15 It has been hypothesized that Th17 responses in chronic HBV infection may be induced by pro-inflammatory CD16+
monocytes and macrophages, which have been shown to secrete cytokines capable of promoting Th17 responses,16 possibly at least in part mediated by increased IL-6 receptor expression by CD4 T cells.17 Interestingly, a recent study has demonstrated that much of the liver damage observed in the mouse HBV transgenic model is mediated by the Th17 type cytokine IL-22, without necessarily playing a role in the non-cytolytic control of viral replication, while the concentration of IL-22 in the serum of individuals with acute HBV infection was increased.18 Th17 responses in HCV infection are less well characterized.

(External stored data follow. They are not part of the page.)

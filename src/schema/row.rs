use super::{ColumnId, Value};

use serde::{Deserialize, Serialize};
use std::collections::BTreeMap;

/// A stored row: cells keyed by column id.
#[derive(Debug, Clone, Default, PartialEq, Eq, Serialize, Deserialize)]
pub struct Row {
    cells: BTreeMap<ColumnId, Value>,
}

impl Row {
    pub fn new() -> Self {
        Self::default()
    }

    pub fn get(&self, id: ColumnId) -> Option<&Value> {
        self.cells.get(&id)
    }

    pub fn set(&mut self, id: ColumnId, value: Value) {
        self.cells.insert(id, value);
    }

    pub fn cells(&self) -> impl Iterator<Item = (&ColumnId, &Value)> {
        self.cells.iter()
    }

    pub fn estimated_size(&self) -> usize {
        self.cells.values().map(|v| v.estimated_size() + 4).sum()
    }
}

impl FromIterator<(ColumnId, Value)> for Row {
    fn from_iter<I: IntoIterator<Item = (ColumnId, Value)>>(iter: I) -> Self {
        Self {
            cells: iter.into_iter().collect(),
        }
    }
}

/// A post-insert mutation of a row.
#[derive(Debug, Clone, PartialEq, Eq, Serialize, Deserialize)]
pub enum RowChange {
    Update(Vec<(ColumnId, Value)>),
    Delete,
    /// Restores a deleted row. Only ever generated inside the server.
    Reinsert(Row),
}

impl RowChange {
    pub fn kind(&self) -> &'static str {
        match self {
            RowChange::Update(_) => "UPDATE",
            RowChange::Delete => "DELETE",
            RowChange::Reinsert(_) => "REINSERT",
        }
    }

    pub fn estimated_size(&self) -> usize {
        match self {
            RowChange::Update(cells) => cells.iter().map(|(_, v)| v.estimated_size() + 4).sum(),
            RowChange::Delete => 1,
            RowChange::Reinsert(row) => row.estimated_size(),
        }
    }
}

/// Fold one change into a row's state; `None` means deleted.
pub fn apply_change(state: &mut Option<Row>, change: &RowChange) {
    match change {
        RowChange::Update(cells) => {
            if let Some(row) = state {
                for (id, value) in cells {
                    row.set(*id, value.clone());
                }
            }
        }
        RowChange::Delete => *state = None,
        RowChange::Reinsert(row) => *state = Some(row.clone()),
    }
}

#[cfg(test)]
mod tests {
    use super::*;

    #[test]
    fn test_apply_change_sequence() {
        let base: Row = [(0, Value::UInt32(1)), (1, Value::UInt32(10))].into_iter().collect();
        let mut state = Some(base);

        apply_change(&mut state, &RowChange::Update(vec![(1, Value::UInt32(11))]));
        assert_eq!(state.as_ref().unwrap().get(1), Some(&Value::UInt32(11)));

        apply_change(&mut state, &RowChange::Delete);
        assert!(state.is_none());

        // Updates never resurrect a deleted row.
        apply_change(&mut state, &RowChange::Update(vec![(1, Value::UInt32(12))]));
        assert!(state.is_none());

        let again: Row = [(0, Value::UInt32(1)), (1, Value::UInt32(99))].into_iter().collect();
        apply_change(&mut state, &RowChange::Reinsert(again.clone()));
        assert_eq!(state, Some(again));
    }
}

Selleckchem Palbociclib However, given the apparent role played in multiple other immune and inflammatory conditions, they are of obvious interest. HCV-specific Th17 cells are present in chronic HCV infection.19In vitro experiments demonstrated that the HCV NS4 protein elicited IL-10 and TGF-β expression by monocytes from HCV-infected individuals, and neutralization of these cytokines Selleck Etoposide enhanced HCV-specific Th17 cell responses,
suggesting potential regulation of these responses by the virus itself.19 IL-17 producing cells have also been demonstrated in the livers of HCV chronically-infected individuals in a number of studies.20,21 Th17 cytokines have also been studied in the setting of HCV anti-viral therapy. In one study, IL-17 levels were demonstrated to be elevated in
the serum of subjects with chronic HCV infection; however, values did not correlate with viremia following 12 weeks of treatment with IFN-α and ribavirin.22 In contrast, in another study, serum Th17 type cytokines were found to be reduced after 12 weeks of HCV antiviral therapy, with the largest fall being seen in responders.23 In the setting of recurrent hepatitis C post-liver transplant, increased numbers of HCV-specific Th17 cells in the peripheral blood and increased levels 上海皓元医药股份有限公司 of serum IL-17 have been observed in individuals with more severe disease.24 In this issue of the Journal of Gastroenterology and Hepatology, Chang and colleagues have further explored IL-17 producing T cells in chronic hepatitis C virus infection.25 They demonstrated an increased proportion of IL-17 producing CD8 negative T cells in the peripheral blood of HCV chronically-infected subjects following non-specific T cell stimulation, as well as a significant increase in serum IL-17 levels in these individuals. However, serum IL-17 levels did not correlate with ALT levels or plasma HCV RNA level.